▶ [YOUR TASK]
In the material below, identify each line bearing the word "when". Reproduce those lines.

▶ [DATASET ENTRIES]
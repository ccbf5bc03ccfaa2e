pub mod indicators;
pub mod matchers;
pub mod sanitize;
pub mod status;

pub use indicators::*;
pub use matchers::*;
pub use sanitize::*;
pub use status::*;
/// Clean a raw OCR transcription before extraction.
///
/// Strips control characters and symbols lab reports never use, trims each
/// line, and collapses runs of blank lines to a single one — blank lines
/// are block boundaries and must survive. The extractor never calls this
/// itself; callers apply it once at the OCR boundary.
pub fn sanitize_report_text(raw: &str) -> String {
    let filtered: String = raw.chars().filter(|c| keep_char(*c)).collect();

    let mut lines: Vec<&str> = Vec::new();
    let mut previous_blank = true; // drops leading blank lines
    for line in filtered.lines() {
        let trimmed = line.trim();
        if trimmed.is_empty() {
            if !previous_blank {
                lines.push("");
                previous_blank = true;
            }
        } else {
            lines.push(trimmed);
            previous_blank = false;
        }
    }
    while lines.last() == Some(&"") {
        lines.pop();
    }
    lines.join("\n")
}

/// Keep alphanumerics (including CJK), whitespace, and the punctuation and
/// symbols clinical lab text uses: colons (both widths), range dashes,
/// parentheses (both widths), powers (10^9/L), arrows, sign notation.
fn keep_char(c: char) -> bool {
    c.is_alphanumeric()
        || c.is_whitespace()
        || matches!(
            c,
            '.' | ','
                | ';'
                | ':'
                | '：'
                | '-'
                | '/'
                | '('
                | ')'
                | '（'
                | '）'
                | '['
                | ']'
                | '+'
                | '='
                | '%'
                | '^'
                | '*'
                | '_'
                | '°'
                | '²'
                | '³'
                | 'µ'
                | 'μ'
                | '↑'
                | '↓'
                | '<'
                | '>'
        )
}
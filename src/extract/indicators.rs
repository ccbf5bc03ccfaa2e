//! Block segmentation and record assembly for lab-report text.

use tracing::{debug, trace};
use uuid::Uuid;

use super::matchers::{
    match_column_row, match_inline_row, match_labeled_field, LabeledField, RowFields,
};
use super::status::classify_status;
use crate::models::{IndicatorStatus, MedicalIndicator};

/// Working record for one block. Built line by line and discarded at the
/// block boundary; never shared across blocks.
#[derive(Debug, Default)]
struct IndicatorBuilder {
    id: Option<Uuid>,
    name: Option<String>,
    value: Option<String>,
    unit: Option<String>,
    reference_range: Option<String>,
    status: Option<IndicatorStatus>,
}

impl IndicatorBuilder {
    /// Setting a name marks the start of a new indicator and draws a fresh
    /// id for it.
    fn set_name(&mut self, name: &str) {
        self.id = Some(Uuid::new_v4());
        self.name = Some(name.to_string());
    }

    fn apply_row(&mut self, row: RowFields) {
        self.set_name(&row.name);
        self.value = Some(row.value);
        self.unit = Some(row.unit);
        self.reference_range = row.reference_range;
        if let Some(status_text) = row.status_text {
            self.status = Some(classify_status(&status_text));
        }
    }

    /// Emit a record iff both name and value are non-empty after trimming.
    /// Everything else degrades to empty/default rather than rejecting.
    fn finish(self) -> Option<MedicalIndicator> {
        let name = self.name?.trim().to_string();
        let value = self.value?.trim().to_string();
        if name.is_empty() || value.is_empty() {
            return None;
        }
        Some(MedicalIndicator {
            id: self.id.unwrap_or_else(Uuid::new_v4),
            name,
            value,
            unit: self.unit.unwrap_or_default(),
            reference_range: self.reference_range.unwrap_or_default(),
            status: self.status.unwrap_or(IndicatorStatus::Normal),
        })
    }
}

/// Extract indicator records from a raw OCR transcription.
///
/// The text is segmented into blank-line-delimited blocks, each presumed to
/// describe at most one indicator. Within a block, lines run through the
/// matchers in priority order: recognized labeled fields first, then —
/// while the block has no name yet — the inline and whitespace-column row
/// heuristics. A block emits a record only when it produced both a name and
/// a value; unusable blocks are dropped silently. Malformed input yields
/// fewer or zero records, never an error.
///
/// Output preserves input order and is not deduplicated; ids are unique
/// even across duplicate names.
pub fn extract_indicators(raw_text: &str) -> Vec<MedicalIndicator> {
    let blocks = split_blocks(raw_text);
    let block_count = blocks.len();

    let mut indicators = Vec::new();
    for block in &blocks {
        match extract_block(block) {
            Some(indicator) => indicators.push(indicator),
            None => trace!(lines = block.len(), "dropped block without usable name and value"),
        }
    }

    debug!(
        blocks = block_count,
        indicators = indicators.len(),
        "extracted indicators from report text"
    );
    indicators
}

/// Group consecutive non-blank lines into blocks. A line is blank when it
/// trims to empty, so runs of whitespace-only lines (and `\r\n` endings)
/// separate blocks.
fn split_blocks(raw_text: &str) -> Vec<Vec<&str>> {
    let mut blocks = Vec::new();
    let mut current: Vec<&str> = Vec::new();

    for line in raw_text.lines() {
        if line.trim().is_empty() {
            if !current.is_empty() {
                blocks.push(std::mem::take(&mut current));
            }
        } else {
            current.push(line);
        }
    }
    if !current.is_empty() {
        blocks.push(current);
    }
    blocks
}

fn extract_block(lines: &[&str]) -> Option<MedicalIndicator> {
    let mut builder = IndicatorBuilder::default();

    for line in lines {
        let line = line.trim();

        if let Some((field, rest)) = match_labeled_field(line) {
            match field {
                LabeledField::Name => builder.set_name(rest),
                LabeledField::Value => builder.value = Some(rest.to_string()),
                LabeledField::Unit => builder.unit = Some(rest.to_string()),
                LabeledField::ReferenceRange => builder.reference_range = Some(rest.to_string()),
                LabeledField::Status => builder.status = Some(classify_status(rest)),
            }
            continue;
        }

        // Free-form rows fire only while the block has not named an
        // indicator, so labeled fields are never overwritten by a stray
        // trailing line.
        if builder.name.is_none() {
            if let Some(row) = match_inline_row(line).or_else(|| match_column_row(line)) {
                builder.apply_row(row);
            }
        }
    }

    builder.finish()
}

▶ [YOUR RESPONSE]
/// heuristics. A block emits a record only when it produced both a name and
/// Group consecutive non-blank lines into blocks. A line is blank when it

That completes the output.